Publié par la Gazette Drouot International
Hunters of Tsuba sword guards (many and determined, as we know) should not miss this magnificent group of 170 pieces from a private collection being auctioned at a sale dedicated to Japanese weaponry (which also includes Inro and ivory pieces, netsuke and lacquers).
Each Tsuba is estimated at €2,000/3,000 on average, like this 8.7 cm Nadegaku gata (a name evoking its oval shape) made by Hagiya Katsuhira in 1846. Its inlaid copper and gilt copper decoration depicts an emperor watching four primitive figures leaving their imprints on a scroll, and on the other side a man hiding beneath a pine tree. Its brown colour comes from its copper/tin alloy, or sentoku (others are in plain iron), and it dates from the Edo period, like most of its counterparts in the sale. When the shoguns came to power, Tsuba (designed to protect the hand from the cutting edge of the katana blade) began to be more decorative. An outward sign of wealth, their ornamentation played on the different colours of the various alloys used. In this sale, it varies from simple and elegant stylised plant motifs, treated in relief, to elaborate scenes involving dragons emerging from black water and/or figures playing kubi-hiki (a tug-of-war with a rope placed behind the opponents' necks). An indispensable component in the panoply of the Daimyos, the warlords of the feudal period in Japan, to which the Musée Guimet is devoting a large-scale exhibition opening in Paris on 15 February.

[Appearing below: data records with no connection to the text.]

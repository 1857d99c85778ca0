//! Chat snapshot translator.
//!
//! Captures the in-game chat overlay of the configured window, extracts
//! structured messages, translates them, and prints the result. Each press of
//! Enter takes one snapshot (a stand-in for the global-hotkey layer).

use std::io::BufRead;

use anyhow::{Context, Result};

mod capture;
mod config;
mod translate;
mod usage;
mod worker;

use config::Config;
use translate::{GoogleTranslator, NoopTranslator, Translator};
use usage::UsageTracker;
use worker::Worker;

fn main() -> Result<()> {
    // Structured logging. Use `RUST_LOG=info` etc.
    tracing_subscriber::fmt()
        .with_env_filter(tracing_subscriber::EnvFilter::from_default_env())
        .init();

    let config = Config::load_or_default();
    if !Config::path()?.exists() {
        // First run: write the defaults so the user has a file to edit.
        config.save().context("write default config")?;
    }

    let ocr = ce::Ocr::try_new(config.tesseract_path.clone(), &config.ocr_languages)
        .context("text recognizer unavailable")?;

    let api_key = config
        .api_key
        .clone()
        .or_else(|| std::env::var("CHATTL_API_KEY").ok());
    let translator: Box<dyn Translator + Send + Sync> = match api_key {
        Some(key) => {
            let tracker = UsageTracker::load_or_default()?;
            Box::new(GoogleTranslator::new(key, config.target_language.clone(), tracker))
        }
        None => {
            tracing::warn!("no translation API key configured; messages will not be translated");
            Box::new(NoopTranslator)
        }
    };

    let worker = Worker::new(config, ocr, translator);

    println!("press Enter to snapshot the chat region (Ctrl+C to quit)");
    let stdin = std::io::stdin();
    for line in stdin.lock().lines() {
        let _ = line.context("read stdin")?;
        worker.trigger();
    }

    Ok(())
}
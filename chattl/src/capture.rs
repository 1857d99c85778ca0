use xcap::image::EncodableLayout;

use crate::config::Region;

pub fn find_window(app_name: &str) -> Option<xcap::Window> {
	let windows = xcap::Window::all().ok()?;
	windows
		.into_iter()
		.find(|window| window.app_name().ok().as_deref() == Some(app_name))
}

/// Capture the target window and return the full frame.
pub fn capture_window(app_name: &str) -> Option<ce::OwnedImage> {
	let window = find_window(app_name)?;
	let img = window.capture_image().ok()?;
	Some(ce::OwnedImage::from_rgba(img.width() as usize, img.as_bytes()))
}

/// Capture the target window and crop out the configured chat region.
pub fn capture_chat(app_name: &str, region: Region) -> Option<ce::OwnedImage> {
	let frame = capture_window(app_name)?;
	let crop = frame
		.as_image()
		.sub_image(region.x, region.y, region.width, region.height);
	if crop.width() == 0 || crop.height() == 0 {
		return None;
	}
	Some(crop.to_owned_image())
}
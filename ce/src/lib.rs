mod image;
pub use image::*;
mod mask;
pub use mask::{ColorClass, HsvRange};
mod denoise;
mod lines;
pub use lines::TextLine;
mod ocr;
pub use ocr::{DEFAULT_LANGUAGES, Ocr, RecognizedWord, Recognizer};
mod parse;
pub use parse::{ParsedMessage, SenderRegistry};
mod pipeline;
mod sender;
mod tuning;
pub use tuning::{GroupBy, Tuning};

/// Chat extraction facade.
pub struct Ce {
	tuning: Tuning,
}

impl Ce {
	pub fn new(tuning: Tuning) -> Self {
		Self { tuning }
	}

	pub fn tuning(&self) -> &Tuning {
		&self.tuning
	}

	/// Run the full capture-to-structured-line pipeline on one frame.
	///
	/// `registry` carries sender names across snapshots for the lifetime of
	/// the session; everything else is owned by this single run.
	pub fn extract_messages(
		&self,
		frame: &OwnedImage,
		recognizer: &dyn Recognizer,
		registry: &mut SenderRegistry,
	) -> anyhow::Result<Vec<ParsedMessage>> {
		pipeline::extract_messages(frame, &self.tuning, recognizer, registry)
	}
}

impl Default for Ce {
	fn default() -> Self {
		Self::new(Tuning::default())
	}
}
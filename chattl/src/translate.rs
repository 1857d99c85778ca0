//! Translation boundary.
//!
//! The backend is an external collaborator: text plus a source-language hint
//! in, translated text out. Failures and an exhausted quota both degrade to
//! returning the input unchanged; a missed translation is never worth
//! aborting a snapshot over.

use std::sync::Mutex;

use anyhow::{Context, Result, anyhow};
use serde::Deserialize;

use crate::usage::UsageTracker;

pub trait Translator {
    /// `source_hint` is a BCP-47 code or `"und"` for undetermined.
    fn translate(&self, text: &str, source_hint: &str) -> String;
}

/// Pass-through used when no API key is configured.
pub struct NoopTranslator;

impl Translator for NoopTranslator {
    fn translate(&self, text: &str, _source_hint: &str) -> String {
        text.to_string()
    }
}

/// Google Cloud Translation v2 REST client.
pub struct GoogleTranslator {
    endpoint: String,
    api_key: String,
    target: String,
    tracker: Mutex<UsageTracker>,
}

#[derive(Deserialize)]
struct ApiResponse {
    data: ApiData,
}

#[derive(Deserialize)]
struct ApiData {
    translations: Vec<ApiTranslation>,
}

#[derive(Deserialize)]
struct ApiTranslation {
    #[serde(rename = "translatedText")]
    translated_text: String,
}

const ENDPOINT: &str = "https://translation.googleapis.com/language/translate/v2";

impl GoogleTranslator {
    pub fn new(api_key: String, target: String, tracker: UsageTracker) -> Self {
        Self {
            endpoint: ENDPOINT.to_string(),
            api_key,
            target,
            tracker: Mutex::new(tracker),
        }
    }

    fn request(&self, text: &str, source_hint: &str) -> Result<String> {
        let mut body = serde_json::json!({
            "q": text,
            "target": self.target,
            "format": "text",
        });
        if source_hint != "und" && !source_hint.is_empty() {
            body["source"] = serde_json::Value::String(source_hint.to_string());
        }

        let url = format!("{}?key={}", self.endpoint, self.api_key);
        let mut response = ureq::post(&url)
            .send_json(&body)
            .context("translation request failed")?;
        let parsed: ApiResponse = response
            .body_mut()
            .read_json()
            .context("parse translation response")?;

        parsed
            .data
            .translations
            .into_iter()
            .next()
            .map(|t| t.translated_text)
            .ok_or_else(|| anyhow!("translation response contained no translations"))
    }
}

impl Translator for GoogleTranslator {
    fn translate(&self, text: &str, source_hint: &str) -> String {
        if text.trim().is_empty() || source_hint.eq_ignore_ascii_case(&self.target) {
            return text.to_string();
        }

        let mut tracker = self.tracker.lock().expect("usage tracker lock poisoned");
        if tracker.limit_reached() {
            tracing::warn!("translation free tier exhausted for this month; passing text through");
            return text.to_string();
        }

        match self.request(text, source_hint) {
            Ok(translated) => {
                tracker.add_characters(text.chars().count() as u64);
                translated
            }
            Err(err) => {
                tracing::warn!(error = %err, "translation failed; passing text through");
                text.to_string()
            }
        }
    }
}

#[cfg(test)]
mod tests {
    use super::*;

    #[test]
    fn noop_translator_passes_text_through() {
        assert_eq!(NoopTranslator.translate("привет", "und"), "привет");
    }

    #[test]
    fn same_language_hint_skips_translation() {
        let dir = tempfile::tempdir().unwrap();
        let tracker = UsageTracker::at_path(dir.path().join("usage.json"));
        let translator = GoogleTranslator::new("key".into(), "en".into(), tracker);

        // No HTTP call is made for text already in the target language.
        assert_eq!(translator.translate("hello", "EN"), "hello");
        assert_eq!(translator.translate("   ", "und"), "   ");
    }
}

Paris, Hôtel Drouot, Tessier & Sarrou et Associés auction house. 9 February 2018.
Japan, Edo period (1603-1868), 19th century
Nadegaku gata in sentoku with inlaid decoration in copper, gilt copper, shibuichi and shakudo, showing a Japanese Emperor looking at four primitive figures
Signed by Hagiya Katsuhira followed by the kao, dated the spring of Koka 3 (1846)
Height : 8.7 cm.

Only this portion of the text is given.